REQUIREMENT:
The records that follow are to be repeated without alteration.

╔══

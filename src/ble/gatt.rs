//! GATT data model
//!
//! Services, characteristics and descriptors as reported by a link after
//! discovery, the status codes carried by transport completions, and the
//! Client Characteristic Configuration sentinels used to toggle
//! notifications and indications.

use serde::{Deserialize, Serialize};
use uuid::Uuid;

/// Bluetooth Base UUID (`00000000-0000-1000-8000-00805F9B34FB`).
const BASE_UUID: u128 = 0x0000_0000_0000_1000_8000_0080_5F9B_34FB;

/// Expand a 16-bit assigned number into a full 128-bit UUID.
pub fn uuid_from_short(short: u16) -> Uuid {
    Uuid::from_u128(BASE_UUID | ((short as u128) << 96))
}

/// Client Characteristic Configuration descriptor (0x2902).
pub const CLIENT_CHARACTERISTIC_CONFIG: Uuid =
    Uuid::from_u128(0x0000_2902_0000_1000_8000_0080_5F9B_34FB);

pub const ENABLE_NOTIFICATION_VALUE: [u8; 2] = [0x01, 0x00];
pub const ENABLE_INDICATION_VALUE: [u8; 2] = [0x02, 0x00];
pub const DISABLE_NOTIFICATION_VALUE: [u8; 2] = [0x00, 0x00];

/// Smallest and largest ATT MTU a request may ask for.
pub const MIN_MTU: u16 = 23;
pub const MAX_MTU: u16 = 517;

/// Status code attached to every transport completion.
#[derive(Debug, Clone, Copy, PartialEq, Eq, Hash, Serialize, Deserialize)]
pub struct GattStatus(pub u16);

impl GattStatus {
    pub const SUCCESS: GattStatus = GattStatus(0);
    /// Generic failure.
    pub const FAILURE: GattStatus = GattStatus(0x101);
    /// Transient link error that usually means the peer's service cache is
    /// stale; answered with a cache refresh rather than a failure report.
    pub const STALE_CACHE: GattStatus = GattStatus(133);

    pub fn is_success(self) -> bool {
        self == Self::SUCCESS
    }

    pub fn is_stale_cache(self) -> bool {
        self == Self::STALE_CACHE
    }
}

/// A characteristic as exposed by a discovered service.
#[derive(Debug, Clone, PartialEq, Eq, Serialize, Deserialize)]
pub struct GattCharacteristic {
    pub uuid: Uuid,
    pub descriptors: Vec<Uuid>,
}

impl GattCharacteristic {
    pub fn new(uuid: Uuid) -> Self {
        Self {
            uuid,
            descriptors: Vec::new(),
        }
    }

    /// A characteristic that carries a CCCD and can therefore notify/indicate.
    pub fn notifying(uuid: Uuid) -> Self {
        Self {
            uuid,
            descriptors: vec![CLIENT_CHARACTERISTIC_CONFIG],
        }
    }

    pub fn with_descriptor(mut self, descriptor: Uuid) -> Self {
        self.descriptors.push(descriptor);
        self
    }

    pub fn has_descriptor(&self, descriptor: &Uuid) -> bool {
        self.descriptors.contains(descriptor)
    }
}

/// A primary service and its characteristics.
#[derive(Debug, Clone, PartialEq, Eq, Serialize, Deserialize)]
pub struct GattService {
    pub uuid: Uuid,
    pub characteristics: Vec<GattCharacteristic>,
}

impl GattService {
    pub fn new(uuid: Uuid, characteristics: Vec<GattCharacteristic>) -> Self {
        Self {
            uuid,
            characteristics,
        }
    }

    pub fn characteristic(&self, uuid: &Uuid) -> Option<&GattCharacteristic> {
        self.characteristics.iter().find(|c| &c.uuid == uuid)
    }
}

/// Look up a service by UUID in a discovered service list.
pub fn find_service<'a>(services: &'a [GattService], uuid: &Uuid) -> Option<&'a GattService> {
    services.iter().find(|s| &s.uuid == uuid)
}

/// Address of a characteristic within the remote GATT database.
#[derive(Debug, Clone, Copy, PartialEq, Eq, Hash, Serialize, Deserialize)]
pub struct CharacteristicId {
    pub service: Uuid,
    pub characteristic: Uuid,
}

impl CharacteristicId {
    pub fn new(service: Uuid, characteristic: Uuid) -> Self {
        Self {
            service,
            characteristic,
        }
    }

    pub fn descriptor(&self, descriptor: Uuid) -> DescriptorId {
        DescriptorId {
            service: self.service,
            characteristic: self.characteristic,
            descriptor,
        }
    }

    /// Key used for per-characteristic configuration overrides.
    pub fn config_key(&self) -> String {
        format!("{}:{}", self.service, self.characteristic)
    }
}

/// Address of a descriptor within the remote GATT database.
#[derive(Debug, Clone, Copy, PartialEq, Eq, Hash, Serialize, Deserialize)]
pub struct DescriptorId {
    pub service: Uuid,
    pub characteristic: Uuid,
    pub descriptor: Uuid,
}

impl DescriptorId {
    pub fn characteristic_id(&self) -> CharacteristicId {
        CharacteristicId::new(self.service, self.characteristic)
    }
}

╚══

ANSWER:
filename src/ble/gatt.rs
//! GATT data model
//!
//! Services, characteristics and descriptors as reported by a link after
//! discovery, the status codes carried by transport completions, and the
//! Client Characteristic Configuration sentinels used to toggle
//! notifications and indications.

use serde::{Deserialize, Serialize};
use uuid::Uuid;

/// Bluetooth Base UUID (`00000000-0000-1000-8000-00805F9B34FB`).
const BASE_UUID: u128 = 0x0000_0000_0000_1000_8000_0080_5F9B_34FB;

/// Expand a 16-bit assigned number into a full 128-bit UUID.
pub fn uuid_from_short(short: u16) -> Uuid {
    Uuid::from_u128(BASE_UUID | ((short as u128) << 96))
}

/// Client Characteristic Configuration descriptor (0x2902).
pub const CLIENT_CHARACTERISTIC_CONFIG: Uuid =
    Uuid::from_u128(0x0000_2902_0000_1000_8000_0080_5F9B_34FB);

pub const ENABLE_NOTIFICATION_VALUE: [u8; 2] = [0x01, 0x00];
pub const ENABLE_INDICATION_VALUE: [u8; 2] = [0x02, 0x00];
pub const DISABLE_NOTIFICATION_VALUE: [u8; 2] = [0x00, 0x00];

/// Smallest and largest ATT MTU a request may ask for.
pub const MIN_MTU: u16 = 23;
pub const MAX_MTU: u16 = 517;

/// Status code attached to every transport completion.
#[derive(Debug, Clone, Copy, PartialEq, Eq, Hash, Serialize, Deserialize)]
pub struct GattStatus(pub u16);

impl GattStatus {
    pub const SUCCESS: GattStatus = GattStatus(0);
    /// Generic failure.
    pub const FAILURE: GattStatus = GattStatus(0x101);
    /// Transient link error that usually means the peer's service cache is
    /// stale; answered with a cache refresh rather than a failure report.
    pub const STALE_CACHE: GattStatus = GattStatus(133);

    pub fn is_success(self) -> bool {
        self == Self::SUCCESS
    }

    pub fn is_stale_cache(self) -> bool {
        self == Self::STALE_CACHE
    }
}

/// A characteristic as exposed by a discovered service.
#[derive(Debug, Clone, PartialEq, Eq, Serialize, Deserialize)]
pub struct GattCharacteristic {
    pub uuid: Uuid,
    pub descriptors: Vec<Uuid>,
}

impl GattCharacteristic {
    pub fn new(uuid: Uuid) -> Self {
        Self {
            uuid,
            descriptors: Vec::new(),
        }
    }

    /// A characteristic that carries a CCCD and can therefore notify/indicate.
    pub fn notifying(uuid: Uuid) -> Self {
        Self {
            uuid,
            descriptors: vec![CLIENT_CHARACTERISTIC_CONFIG],
        }
    }

    pub fn with_descriptor(mut self, descriptor: Uuid) -> Self {
        self.descriptors.push(descriptor);
        self
    }

    pub fn has_descriptor(&self, descriptor: &Uuid) -> bool {
        self.descriptors.contains(descriptor)
    }
}

/// A primary service and its characteristics.
#[derive(Debug, Clone, PartialEq, Eq, Serialize, Deserialize)]
pub struct GattService {
    pub uuid: Uuid,
    pub characteristics: Vec<GattCharacteristic>,
}

impl GattService {
    pub fn new(uuid: Uuid, characteristics: Vec<GattCharacteristic>) -> Self {
        Self {
            uuid,
            characteristics,
        }
    }

    pub fn characteristic(&self, uuid: &Uuid) -> Option<&GattCharacteristic> {
        self.characteristics.iter().find(|c| &c.uuid == uuid)
    }
}

/// Look up a service by UUID in a discovered service list.
pub fn find_service<'a>(services: &'a [GattService], uuid: &Uuid) -> Option<&'a GattService> {
    services.iter().find(|s| &s.uuid == uuid)
}

/// Address of a characteristic within the remote GATT database.
#[derive(Debug, Clone, Copy, PartialEq, Eq, Hash, Serialize, Deserialize)]
pub struct CharacteristicId {
    pub service: Uuid,
    pub characteristic: Uuid,
}

impl CharacteristicId {
    pub fn new(service: Uuid, characteristic: Uuid) -> Self {
        Self {
            service,
            characteristic,
        }
    }

    pub fn descriptor(&self, descriptor: Uuid) -> DescriptorId {
        DescriptorId {
            service: self.service,
            characteristic: self.characteristic,
            descriptor,
        }
    }

    /// Key used for per-characteristic configuration overrides.
    pub fn config_key(&self) -> String {
        format!("{}:{}", self.service, self.characteristic)
    }
}

/// Address of a descriptor within the remote GATT database.
#[derive(Debug, Clone, Copy, PartialEq, Eq, Hash, Serialize, Deserialize)]
pub struct DescriptorId {
    pub service: Uuid,
    pub characteristic: Uuid,
    pub descriptor: Uuid,
}

impl DescriptorId {
    pub fn characteristic_id(&self) -> CharacteristicId {
        CharacteristicId::new(self.service, self.characteristic)
    }
}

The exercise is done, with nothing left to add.